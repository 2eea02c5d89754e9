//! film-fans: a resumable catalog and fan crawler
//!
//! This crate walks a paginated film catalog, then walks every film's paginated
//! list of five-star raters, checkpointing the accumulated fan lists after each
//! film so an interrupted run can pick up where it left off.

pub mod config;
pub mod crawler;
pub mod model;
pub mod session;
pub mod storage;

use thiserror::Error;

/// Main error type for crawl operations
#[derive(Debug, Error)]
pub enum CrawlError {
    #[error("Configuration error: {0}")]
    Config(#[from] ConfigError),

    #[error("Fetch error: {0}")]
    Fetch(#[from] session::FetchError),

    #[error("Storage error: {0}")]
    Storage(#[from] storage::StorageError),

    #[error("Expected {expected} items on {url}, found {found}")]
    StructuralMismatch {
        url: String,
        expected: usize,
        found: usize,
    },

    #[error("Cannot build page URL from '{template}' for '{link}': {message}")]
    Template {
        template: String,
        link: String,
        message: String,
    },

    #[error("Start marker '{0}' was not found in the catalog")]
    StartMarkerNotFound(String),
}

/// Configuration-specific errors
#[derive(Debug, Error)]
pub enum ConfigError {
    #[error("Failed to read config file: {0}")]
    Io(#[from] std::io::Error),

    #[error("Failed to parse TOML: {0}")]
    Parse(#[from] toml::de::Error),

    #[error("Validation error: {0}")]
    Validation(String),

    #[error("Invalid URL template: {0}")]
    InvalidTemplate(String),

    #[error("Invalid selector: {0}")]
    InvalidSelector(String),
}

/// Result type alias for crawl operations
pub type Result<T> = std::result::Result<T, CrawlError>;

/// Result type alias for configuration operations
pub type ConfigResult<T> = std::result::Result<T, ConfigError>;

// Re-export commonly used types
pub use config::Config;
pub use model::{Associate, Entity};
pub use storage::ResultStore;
__________
EXERCISE REQUIREMENTS ::
Lines from the start of the material above through the line containing "use thiserror::Error;" are to be duplicated exactly, and only those.

TASK OUTPUT ::
repository 2eea02c5d89754e9
//! film-fans: a resumable catalog and fan crawler
//!
//! This crate walks a paginated film catalog, then walks every film's paginated
//! list of five-star raters, checkpointing the accumulated fan lists after each
//! film so an interrupted run can pick up where it left off.

pub mod config;
pub mod crawler;
pub mod model;
pub mod session;
pub mod storage;

use thiserror::Error;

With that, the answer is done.